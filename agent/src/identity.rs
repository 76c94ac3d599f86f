//! Principal identity and renewable credentials.
//!
//! The agent does not implement an authentication protocol. It holds
//! whatever credential the host application last handed it and tells the
//! sync workers when a fresh one arrives.

use sentinel_engine::Timestamp;
use serde::{Deserialize, Serialize};
use std::sync::RwLock;
use tokio::sync::watch;

/// A bearer credential for the remote store.
#[derive(Debug, Clone, PartialEq, Eq, Serialize, Deserialize)]
#[serde(rename_all = "camelCase")]
pub struct Credential {
    pub principal_id: String,
    pub token: String,
    /// Expiry in milliseconds since the epoch; `None` never expires
    #[serde(default, skip_serializing_if = "Option::is_none")]
    pub expires_at: Option<Timestamp>,
}

impl Credential {
    pub fn new(principal_id: impl Into<String>, token: impl Into<String>) -> Self {
        Self {
            principal_id: principal_id.into(),
            token: token.into(),
            expires_at: None,
        }
    }

    pub fn expiring_at(mut self, expires_at: Timestamp) -> Self {
        self.expires_at = Some(expires_at);
        self
    }

    pub fn is_expired(&self, now: Timestamp) -> bool {
        self.expires_at.is_some_and(|at| now >= at)
    }
}

#[derive(Debug, Clone, PartialEq, Eq, thiserror::Error)]
pub enum IdentityError {
    #[error("no credential configured")]
    Missing,

    #[error("credential for '{0}' expired")]
    Expired(String),
}

/// Source of credentials for remote calls.
pub trait IdentityProvider: Send + Sync {
    /// A currently valid credential.
    fn credential(&self, now: Timestamp) -> Result<Credential, IdentityError>;

    /// Changes whenever a new credential is installed.
    fn subscribe(&self) -> watch::Receiver<u64>;
}

/// Holds the credential installed by the host application.
pub struct StaticIdentity {
    current: RwLock<Option<Credential>>,
    generation: watch::Sender<u64>,
}

impl StaticIdentity {
    pub fn new(initial: Option<Credential>) -> Self {
        let (generation, _) = watch::channel(0);
        Self {
            current: RwLock::new(initial),
            generation,
        }
    }

    /// Install a new credential and wake any worker waiting for one.
    pub fn refresh(&self, credential: Credential) {
        tracing::info!(principal_id = %credential.principal_id, "Credential refreshed");
        *self.current.write().unwrap_or_else(|e| e.into_inner()) = Some(credential);
        self.generation.send_modify(|g| *g += 1);
    }

    pub fn principal_id(&self) -> Option<String> {
        self.current
            .read()
            .unwrap_or_else(|e| e.into_inner())
            .as_ref()
            .map(|c| c.principal_id.clone())
    }
}

impl IdentityProvider for StaticIdentity {
    fn credential(&self, now: Timestamp) -> Result<Credential, IdentityError> {
        let guard = self.current.read().unwrap_or_else(|e| e.into_inner());
        match guard.as_ref() {
            None => Err(IdentityError::Missing),
            Some(c) if c.is_expired(now) => Err(IdentityError::Expired(c.principal_id.clone())),
            Some(c) => Ok(c.clone()),
        }
    }

    fn subscribe(&self) -> watch::Receiver<u64> {
        self.generation.subscribe()
    }
}

#[cfg(test)]
mod tests {
    use super::*;

    #[test]
    fn missing_credential() {
        let identity = StaticIdentity::new(None);
        assert_eq!(identity.credential(0), Err(IdentityError::Missing));
    }

    #[test]
    fn expired_credential() {
        let identity = StaticIdentity::new(Some(Credential::new("alice", "t1").expiring_at(1_000)));
        assert!(identity.credential(999).is_ok());
        assert_eq!(
            identity.credential(1_000),
            Err(IdentityError::Expired("alice".into()))
        );
    }

    #[tokio::test]
    async fn refresh_notifies_subscribers() {
        let identity = StaticIdentity::new(None);
        let mut rx = identity.subscribe();
        identity.refresh(Credential::new("alice", "t2"));
        rx.changed().await.unwrap();
        assert_eq!(*rx.borrow(), 1);
        assert_eq!(identity.credential(0).unwrap().token, "t2");
    }
}
//! SOS gesture detection.
//!
//! Both detectors are plain state machines over timestamped inputs. The host
//! feeds sensor readings and button edges; long presses are detected on the
//! next input or on [`VolumeGestureDetector::on_tick`], so no timers are
//! needed.

use crate::{Severity, Timestamp};
use serde::{Deserialize, Serialize};
use std::collections::VecDeque;

/// Standard gravity in m/s².
pub const GRAVITY: f64 = 9.806_65;

/// An emergency signalled by the user.
#[derive(Debug, Clone, Copy, PartialEq, Eq, Hash, Serialize, Deserialize)]
#[serde(rename_all = "camelCase")]
pub enum SafetyTrigger {
    /// Device shaken repeatedly
    Sos,
    /// Volume down pressed rapidly
    SilentEmergency,
    /// Volume up pressed rapidly
    Police,
    /// Volume down held
    Medical,
    /// Both volume buttons held
    Panic,
}

impl SafetyTrigger {
    pub fn as_str(&self) -> &'static str {
        match self {
            Self::Sos => "sos",
            Self::SilentEmergency => "silent_emergency",
            Self::Police => "police",
            Self::Medical => "medical",
            Self::Panic => "panic",
        }
    }

    pub fn title(&self) -> &'static str {
        match self {
            Self::Sos => "SOS alert",
            Self::SilentEmergency => "Silent emergency",
            Self::Police => "Police needed",
            Self::Medical => "Medical emergency",
            Self::Panic => "Panic alert",
        }
    }

    pub fn severity(&self) -> Severity {
        Severity::Critical
    }
}

impl std::fmt::Display for SafetyTrigger {
    fn fmt(&self, f: &mut std::fmt::Formatter<'_>) -> std::fmt::Result {
        f.write_str(self.as_str())
    }
}

#[derive(Debug, Clone, Copy, PartialEq, Serialize, Deserialize)]
#[serde(rename_all = "camelCase")]
pub struct ShakeConfig {
    /// Acceleration above gravity counted as a shake (m/s²)
    pub threshold: f64,
    /// Minimum spacing between counted shakes
    pub debounce_ms: u64,
    pub window_ms: u64,
    pub required_shakes: u32,
}

impl Default for ShakeConfig {
    fn default() -> Self {
        Self {
            threshold: 15.0,
            debounce_ms: 500,
            window_ms: 3_000,
            required_shakes: 3,
        }
    }
}

/// Counts hard shakes from accelerometer readings.
#[derive(Debug, Clone)]
pub struct ShakeDetector {
    config: ShakeConfig,
    count: u32,
    first_at: Option<Timestamp>,
    last_at: Option<Timestamp>,
}

impl ShakeDetector {
    pub fn new(config: ShakeConfig) -> Self {
        Self {
            config,
            count: 0,
            first_at: None,
            last_at: None,
        }
    }

    /// Shakes counted in the current window.
    pub fn count(&self) -> u32 {
        self.count
    }

    /// Feed one accelerometer reading (m/s² per axis).
    pub fn on_acceleration(&mut self, x: f64, y: f64, z: f64, at: Timestamp) -> Option<SafetyTrigger> {
        let magnitude = (x * x + y * y + z * z).sqrt() - GRAVITY;
        if magnitude.is_nan() || magnitude <= self.config.threshold {
            return None;
        }

        if self
            .first_at
            .is_some_and(|first| at.saturating_sub(first) > self.config.window_ms)
        {
            self.count = 0;
            self.first_at = None;
        }

        if self
            .last_at
            .is_some_and(|last| at.saturating_sub(last) <= self.config.debounce_ms)
        {
            return None;
        }

        self.last_at = Some(at);
        if self.count == 0 {
            self.first_at = Some(at);
        }
        self.count += 1;

        if self.count >= self.config.required_shakes {
            self.count = 0;
            self.first_at = None;
            return Some(SafetyTrigger::Sos);
        }
        None
    }

    pub fn reset(&mut self) {
        self.count = 0;
        self.first_at = None;
        self.last_at = None;
    }
}

impl Default for ShakeDetector {
    fn default() -> Self {
        Self::new(ShakeConfig::default())
    }
}

#[derive(Debug, Clone, Copy, PartialEq, Eq, Hash, Serialize, Deserialize)]
#[serde(rename_all = "camelCase")]
pub enum VolumeButton {
    Up,
    Down,
}

#[derive(Debug, Clone, Copy, PartialEq, Eq, Serialize, Deserialize)]
#[serde(rename_all = "camelCase")]
pub struct VolumeGestureConfig {
    pub rapid_window_ms: u64,
    pub down_presses: usize,
    pub up_presses: usize,
    pub long_press_ms: u64,
    pub both_hold_ms: u64,
}

impl Default for VolumeGestureConfig {
    fn default() -> Self {
        Self {
            rapid_window_ms: 3_000,
            down_presses: 5,
            up_presses: 3,
            long_press_ms: 5_000,
            both_hold_ms: 3_000,
        }
    }
}

/// Recognizes volume button patterns.
///
/// | Pattern                         | Trigger           |
/// |---------------------------------|-------------------|
/// | 5 × down within 3 s             | `SilentEmergency` |
/// | 3 × up within 3 s               | `Police`          |
/// | down held 5 s                   | `Medical`         |
/// | up and down held together 3 s   | `Panic`           |
///
/// Any recognized pattern clears all press history.
#[derive(Debug, Clone)]
pub struct VolumeGestureDetector {
    config: VolumeGestureConfig,
    down_presses: VecDeque<Timestamp>,
    up_presses: VecDeque<Timestamp>,
    down_held_since: Option<Timestamp>,
    up_held_since: Option<Timestamp>,
}

impl VolumeGestureDetector {
    pub fn new(config: VolumeGestureConfig) -> Self {
        Self {
            config,
            down_presses: VecDeque::new(),
            up_presses: VecDeque::new(),
            down_held_since: None,
            up_held_since: None,
        }
    }

    /// A button went down.
    pub fn on_press(&mut self, button: VolumeButton, at: Timestamp) -> Option<SafetyTrigger> {
        if let Some(trigger) = self.check_holds(at) {
            return Some(trigger);
        }

        // Key repeat while held is not a new press
        let (held, presses) = match button {
            VolumeButton::Down => (&mut self.down_held_since, &mut self.down_presses),
            VolumeButton::Up => (&mut self.up_held_since, &mut self.up_presses),
        };
        if held.is_some() {
            return None;
        }
        *held = Some(at);
        presses.push_back(at);

        self.check_rapid(at)
    }

    /// A button came back up.
    pub fn on_release(&mut self, button: VolumeButton, at: Timestamp) -> Option<SafetyTrigger> {
        let trigger = self.check_holds(at);
        match button {
            VolumeButton::Down => self.down_held_since = None,
            VolumeButton::Up => self.up_held_since = None,
        }
        trigger
    }

    /// Advance time without input, so long presses fire while still held.
    pub fn on_tick(&mut self, now: Timestamp) -> Option<SafetyTrigger> {
        self.check_holds(now)
    }

    pub fn reset(&mut self) {
        self.down_presses.clear();
        self.up_presses.clear();
        self.down_held_since = None;
        self.up_held_since = None;
    }

    fn check_holds(&mut self, now: Timestamp) -> Option<SafetyTrigger> {
        let held_for = |since: Option<Timestamp>| since.map(|s| now.saturating_sub(s));

        if let (Some(down), Some(up)) = (held_for(self.down_held_since), held_for(self.up_held_since)) {
            if down.min(up) >= self.config.both_hold_ms {
                self.reset();
                return Some(SafetyTrigger::Panic);
            }
            // Both held: wait for panic rather than firing medical
            return None;
        }

        if held_for(self.down_held_since).is_some_and(|d| d >= self.config.long_press_ms) {
            self.reset();
            return Some(SafetyTrigger::Medical);
        }
        None
    }

    fn check_rapid(&mut self, now: Timestamp) -> Option<SafetyTrigger> {
        let window = self.config.rapid_window_ms;
        for presses in [&mut self.down_presses, &mut self.up_presses] {
            while presses
                .front()
                .is_some_and(|&t| now.saturating_sub(t) > window)
            {
                presses.pop_front();
            }
        }

        let trigger = if self.down_presses.len() >= self.config.down_presses {
            Some(SafetyTrigger::SilentEmergency)
        } else if self.up_presses.len() >= self.config.up_presses {
            Some(SafetyTrigger::Police)
        } else {
            None
        };
        if trigger.is_some() {
            self.reset();
        }
        trigger
    }
}

impl Default for VolumeGestureDetector {
    fn default() -> Self {
        Self::new(VolumeGestureConfig::default())
    }
}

**Work instructions**
Give a single number: the count of lines above that include the word "match".

**Task output**
5